Puede estar pasando lo siguiente:
- El micro no se comunica con la memoria. (Micro dañado, componentes defectuosos o pistas rotas)
- La memoria no tiene alimentación. (Pistas rotas o componentes en corto)
- La memoria está dañada. (Reemplazar por otra)

En algunos casos el cambio de la EEPROM requiere datos de configuración y se tienen que grabar nuevamente.


----------



## Jamesan (Dic 29, 2018)

Gracias por orientarme con eso. Encontré la memoria en el esquemático. Voy a revisarlo mejor porque esa es la única "falla" que presenta, acompañado a una configuración rara cuando enciendo el TV por primera vez (volumen al maximo, saltos raros en el nivel de volumen al subir o bajar, etc) que se solucionan al apagar y encender con el control remoto. Como algo que vuelve a la normalidad cuando se "reinicia", pero el problema del almacenamiento de los canales es el único problema que persiste luego de hacer eso. Asi que voy a revisar un poco mas eso. Se me ocurre que puede ser un tema de programación de la EEPROM por los sintomas que presenta. Estuvo durante bastantes años sin uso, quizas se altero el codigo de alguna manera y habria que reprogramarla. 

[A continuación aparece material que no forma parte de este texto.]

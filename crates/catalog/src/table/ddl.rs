// SPDX-License-Identifier: AGPL-3.0-or-later
// Copyright (c) 2025 ReifyDB

use crate::table::Table;

pub(crate) fn quote(identifier: &str) -> String {
	format!("`{}`", identifier.replace('`', "``"))
}

pub(crate) fn string_literal(value: &str) -> String {
	let mut literal = String::with_capacity(value.len() + 2);
	literal.push('"');
	for c in value.chars() {
		match c {
			'"' => literal.push_str("\\\""),
			'\\' => literal.push_str("\\\\"),
			'\t' => literal.push_str("\\t"),
			'\n' => literal.push_str("\\n"),
			c => literal.push(c),
		}
	}
	literal.push('"');
	literal
}

pub(crate) fn quoted_list<'a>(names: impl IntoIterator<Item = &'a str>) -> String {
	names.into_iter().map(quote).collect::<Vec<_>>().join(", ")
}

/// `CREATE TABLE ns.name (columns...)` without the trailing clauses.
pub(crate) fn create_table(table: &Table, namespace: &str) -> String {
	let columns: Vec<String> = table.schema().iter().map(|column| format!("  {}", column.to_sql())).collect();
	format!("CREATE TABLE {}.{} (\n{}\n)", quote(namespace), quote(table.name()), columns.join(",\n"))
}

pub(crate) fn properties<'a>(name: &str, entries: impl IntoIterator<Item = (&'a str, &'a str)>) -> String {
	let entries: Vec<String> = entries
		.into_iter()
		.map(|(key, value)| format!("  {} = {}", string_literal(key), string_literal(value)))
		.collect();
	format!("{name} (\n{}\n)", entries.join(",\n"))
}
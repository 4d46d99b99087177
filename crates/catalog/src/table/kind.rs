// SPDX-License-Identifier: AGPL-3.0-or-later
// Copyright (c) 2025 ReifyDB

use std::fmt::{Display, Formatter};

use serde::{Deserialize, Serialize};

/// The closed set of table kinds. The tag of a kind is the first thing
/// written for a table and the only thing a reader dispatches on.
#[derive(Debug, Clone, Copy, PartialEq, Eq, Hash, Serialize, Deserialize)]
pub enum TableKind {
	NativeStorage,
	FederatedRdbms,
	SystemViewSource,
	View,
	FederatedColumnar,
	FederatedObjectStore,
}

impl TableKind {
	pub const ALL: [TableKind; 6] = [
		TableKind::NativeStorage,
		TableKind::FederatedRdbms,
		TableKind::SystemViewSource,
		TableKind::View,
		TableKind::FederatedColumnar,
		TableKind::FederatedObjectStore,
	];

	pub fn as_tag(&self) -> &'static str {
		match self {
			TableKind::NativeStorage => "NATIVE_STORAGE",
			TableKind::FederatedRdbms => "FEDERATED_RDBMS",
			TableKind::SystemViewSource => "SYSTEM_VIEW_SOURCE",
			TableKind::View => "VIEW",
			TableKind::FederatedColumnar => "FEDERATED_COLUMNAR",
			TableKind::FederatedObjectStore => "FEDERATED_OBJECT_STORE",
		}
	}

	/// Matches a tag exactly; tags are case-sensitive.
	pub fn from_tag(tag: &str) -> Option<Self> {
		Some(match tag {
			"NATIVE_STORAGE" => TableKind::NativeStorage,
			"FEDERATED_RDBMS" => TableKind::FederatedRdbms,
			"SYSTEM_VIEW_SOURCE" => TableKind::SystemViewSource,
			"VIEW" => TableKind::View,
			"FEDERATED_COLUMNAR" => TableKind::FederatedColumnar,
			"FEDERATED_OBJECT_STORE" => TableKind::FederatedObjectStore,
			_ => return None,
		})
	}
}

impl Display for TableKind {
	fn fmt(&self, f: &mut Formatter<'_>) -> std::fmt::Result {
		f.write_str(self.as_tag())
	}
}

/// The value a table reports as its SQL `TABLE_TYPE`.
#[derive(Debug, Clone, Copy, PartialEq, Eq)]
pub enum SqlTableType {
	BaseTable,
	View,
}

impl SqlTableType {
	pub fn as_str(&self) -> &'static str {
		match self {
			SqlTableType::BaseTable => "BASE TABLE",
			SqlTableType::View => "VIEW",
		}
	}
}

impl Display for SqlTableType {
	fn fmt(&self, f: &mut Formatter<'_>) -> std::fmt::Result {
		f.write_str(self.as_str())
	}
}
// SPDX-License-Identifier: AGPL-3.0-or-later
// Copyright (c) 2025 ReifyDB

use std::collections::BTreeMap;

use tabula_core::{
	encoding,
	encoding::binary::{Reader, Writer},
};

use crate::{
	codec::CodecConfig,
	descriptor::DescriptorDetail,
	table::{
		DefinitionStatement, SqlTableType, StructuralSignature, Table, TableBehavior, TableKind, ddl,
		signature::SignatureHasher,
		variant::{read_strings, write_strings},
	},
};

/// Files in an object store read through a named broker.
#[derive(Debug, Clone, PartialEq, Eq)]
pub struct FederatedObjectStoreTable {
	pub broker_name: String,
	pub paths: Vec<String>,
	pub column_separator: String,
	pub line_delimiter: String,
	/// Broker specific settings such as credentials.
	pub properties: BTreeMap<String, String>,
}

impl Default for FederatedObjectStoreTable {
	fn default() -> Self {
		Self {
			broker_name: String::new(),
			paths: Vec::new(),
			column_separator: "\t".to_string(),
			line_delimiter: "\n".to_string(),
			properties: BTreeMap::new(),
		}
	}
}

impl FederatedObjectStoreTable {
	pub fn new(broker_name: impl Into<String>, paths: Vec<String>) -> Self {
		Self {
			broker_name: broker_name.into(),
			paths,
			..Self::default()
		}
	}

	pub fn with_separators(mut self, column_separator: impl Into<String>, line_delimiter: impl Into<String>) -> Self {
		self.column_separator = column_separator.into();
		self.line_delimiter = line_delimiter.into();
		self
	}

	pub fn with_property(mut self, key: impl Into<String>, value: impl Into<String>) -> Self {
		self.properties.insert(key.into(), value.into());
		self
	}
}

impl TableBehavior for FederatedObjectStoreTable {
	fn kind(&self) -> TableKind {
		TableKind::FederatedObjectStore
	}

	fn engine(&self) -> Option<&'static str> {
		None
	}

	fn sql_table_type(&self) -> SqlTableType {
		SqlTableType::BaseTable
	}

	fn comment(&self) -> &str {
		""
	}

	fn descriptor_detail(&self) -> Option<DescriptorDetail> {
		Some(DescriptorDetail::FederatedObjectStore {
			broker_name: self.broker_name.clone(),
			paths: self.paths.clone(),
			column_separator: self.column_separator.clone(),
			line_delimiter: self.line_delimiter.clone(),
		})
	}

	fn encode_properties(&self, writer: &mut Writer) -> encoding::Result<()> {
		writer.write_str(&self.broker_name)?;
		write_strings(writer, &self.paths)?;
		writer.write_str(&self.column_separator)?;
		writer.write_str(&self.line_delimiter)?;

		writer.write_count(self.properties.len())?;
		for (key, value) in &self.properties {
			writer.write_str(key)?;
			writer.write_str(value)?;
		}
		Ok(())
	}

	fn decode_properties(&mut self, reader: &mut Reader<'_>, config: &CodecConfig) -> encoding::Result<()> {
		self.broker_name = reader.read_string()?;
		self.paths = read_strings(reader, "path", config.max_entries)?;
		self.column_separator = reader.read_string()?;
		self.line_delimiter = reader.read_string()?;

		let count = reader.read_count("broker property", config.max_entries)?;
		self.properties = BTreeMap::new();
		for _ in 0..count {
			let key = reader.read_string()?;
			let value = reader.read_string()?;
			self.properties.insert(key, value);
		}
		Ok(())
	}
}

impl DefinitionStatement for FederatedObjectStoreTable {
	fn definition_statement(&self, table: &Table, namespace: &str) -> String {
		let paths = self.paths.join(",");
		let properties = ddl::properties(
			"PROPERTIES",
			[
				("broker_name", self.broker_name.as_str()),
				("path", paths.as_str()),
				("column_separator", self.column_separator.as_str()),
				("line_delimiter", self.line_delimiter.as_str()),
			],
		);
		let mut sql = format!("{} ENGINE=BROKER\n{properties}", ddl::create_table(table, namespace));
		if !self.properties.is_empty() {
			let broker =
				ddl::properties("BROKER PROPERTIES", self.properties.iter().map(|(k, v)| (k.as_str(), v.as_str())));
			sql.push('\n');
			sql.push_str(&broker);
		}
		sql
	}
}

impl StructuralSignature for FederatedObjectStoreTable {
	fn feed_signature(&self, hasher: &mut SignatureHasher) {
		hasher.str(&self.broker_name);
		hasher.strs(self.paths.iter().map(String::as_str));
		hasher.str(&self.column_separator);
		hasher.str(&self.line_delimiter);
		hasher.u64(self.properties.len() as u64);
		for (key, value) in &self.properties {
			hasher.str(key);
			hasher.str(value);
		}
	}
}

#[cfg(test)]
mod tests {
	use tabula_core::interface::catalog::TableId;
	use tabula_type::Type;

	use super::*;
	use crate::column::Column;

	#[test]
	fn test_default_separators() {
		let table = FederatedObjectStoreTable::new("hdfs_broker", vec!["hdfs://n1/data/*".to_string()]);
		assert_eq!(table.column_separator, "\t");
		assert_eq!(table.line_delimiter, "\n");
	}

	#[test]
	fn test_properties_round_trip() {
		let table = FederatedObjectStoreTable::new("hdfs_broker", vec!["hdfs://n1/a".to_string(), "hdfs://n1/b".to_string()])
			.with_separators(",", "\r\n")
			.with_property("username", "etl")
			.with_property("password", "pw");

		let mut writer = Writer::new();
		table.encode_properties(&mut writer).unwrap();
		let bytes = writer.finish();

		let mut decoded = FederatedObjectStoreTable::default();
		let mut reader = Reader::new(&bytes);
		decoded.decode_properties(&mut reader, &CodecConfig::default()).unwrap();
		reader.finish().unwrap();
		assert_eq!(decoded, table);
	}

	#[test]
	fn test_definition_statement() {
		let table = Table::new(
			TableId(4),
			"logs",
			Some(vec![Column::new("line", Type::Varchar).with_length(256).nullable()]),
			FederatedObjectStoreTable::new("broker0", vec!["s3://logs/2025/*".to_string()])
				.with_separators(",", "\n")
				.with_property("region", "eu"),
		)
		.unwrap();
		assert_eq!(
			table.definition_statement("raw").unwrap(),
			"CREATE TABLE `raw`.`logs` (\n  `line` VARCHAR(256) NULL COMMENT \"\"\n) ENGINE=BROKER\nPROPERTIES (\n  \"broker_name\" = \"broker0\",\n  \"path\" = \"s3://logs/2025/*\",\n  \"column_separator\" = \",\",\n  \"line_delimiter\" = \"\\n\"\n)\nBROKER PROPERTIES (\n  \"region\" = \"eu\"\n)"
		);
	}

	#[test]
	fn test_signature_tracks_broker_properties() {
		let table = |region: &str| {
			Table::new(
				TableId(4),
				"logs",
				Some(vec![]),
				FederatedObjectStoreTable::new("broker0", vec!["s3://logs/*".to_string()]).with_property("region", region),
			)
			.unwrap()
		};

		assert_eq!(table("eu").signature(1).unwrap(), table("eu").signature(1).unwrap());
		assert_ne!(table("eu").signature(1).unwrap(), table("us").signature(1).unwrap());
	}
}
// SPDX-License-Identifier: MIT
// Copyright (c) 2025 ReifyDB

use std::fmt::Write;

use super::Diagnostic;

pub trait DiagnosticRenderer {
	fn render(&self, diagnostic: &Diagnostic) -> String;
}

pub struct DefaultRenderer;

impl DiagnosticRenderer for DefaultRenderer {
	fn render(&self, d: &Diagnostic) -> String {
		let mut output = String::new();
		render_into(&mut output, d, 0);
		output
	}
}

impl DefaultRenderer {
	pub fn render_string(diagnostic: &Diagnostic) -> String {
		DefaultRenderer.render(diagnostic)
	}
}

fn render_into(output: &mut String, d: &Diagnostic, depth: usize) {
	let indent = "  ".repeat(depth);

	let _ = writeln!(output, "{indent}error[{}]: {}", d.code, d.message);

	if let Some(label) = &d.label {
		let _ = writeln!(output, "{indent}  = {label}");
	}

	if let Some(help) = &d.help {
		let _ = writeln!(output, "\n{indent}help: {help}");
	}

	for note in &d.notes {
		let _ = writeln!(output, "\n{indent}note: {note}");
	}

	if let Some(cause) = &d.cause {
		let _ = writeln!(output, "\n{indent}caused by:");
		render_into(output, cause, depth + 1);
	}
}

Gracias por la ayuda,* D@rkbytes!*


----------



## pandacba (Dic 29, 2018)

Los modelos de esa época no requerian,  tener una memoria grabada con tan solo restituirla es suficiente.
Por otro lado hay que verificar que modelo es ya que se utilizaron muchas y muy diversas


----------



## Jamesan (Dic 29, 2018)

Es una *TC89101P *la de este modelo de TV*. *Voy a ver los componentes involucrados pero se me hace que puede ser una falla de software mas que de hardware.


----------



## D@rkbytes (Dic 29, 2018)

Esos TV no tenían más software que el predeterminado por un microcontrolador de uso específico.
No se puede actualizar, modificar, ni acceder al mismo.
Así que, el único "software" accesible, será el que contenga la EEPROM.
La memoria que indicas es una memoria EEPROM SPI, se programa y accede a ella de una manera diferente a las del tipo 24XXX (I2C)

Te recomiendo que empieces por medir si tiene voltaje de alimentación en el pin 8
Comprobar que exista comunicación y reloj, para eso será necesario un osciloscopio o de mínimo una punta lógica.
Aunque con la punta lógica se logre determinar la presencia de pulsos, no garantiza saber si los mismos están distorsionados.


----------



## Jamesan (Dic 29, 2018)

Claro, me refería al "software" de la EEPROM. Perdón mi ignorancia, pero si no tuviera alimentación en el pin 8 no funcionarían mas de una de las funciones que tiene el TV, a mi entender, ya que si la EEPROM no funciona no se esta guardando nada. Sin embargo otros seteos como el contraste, el brillo y color sí los guarda, mientras que los relativos a la sintonía o canales no. Mañana corroboro lo del pin 8, y después veré como me las ingenio para medir de alguna manera el CLK, ya que no tengo osciloscopio. 

Agradezco nuevamente su ayuda!


----------



## pandacba (Dic 30, 2018)

Si no guarda los canales el problema es otro y no tiene nada que ver la memoria en tal caso y la solución es bien distinta.
Deja que encuentre el esquema correspondiente para darte los pasos a seguir.
Una pregunta que es muy importante que respondas, cuando pones a realizar la búsqueda se ven los canales o ninguno? si pasa lo último que sólo tienes lluvia, entonces el problema esta en la resistencia que desde el +B junto a un zener de 33V obtiene la tensión de sintonia, suele habrirse con los años y más raramente el zener en corto


----------



## Jamesan (Dic 30, 2018)

Sí, los canales los busca lo más bien, la sintonía anda. El problema es que inmediatamente después de la búsqueda te pide asignar el canal y cuando se lo asigno, cambio, vuelvo a poner el mismo canal y ya la sintonía la perdió porque no almacenó la búsqueda. Tengo otro TV de la misma marca también viejo y tiene el mismo sistema de búsqueda de canales pero los guarda bien; inclusive luego de apagarlo con el control remoto (como debería hacer este también).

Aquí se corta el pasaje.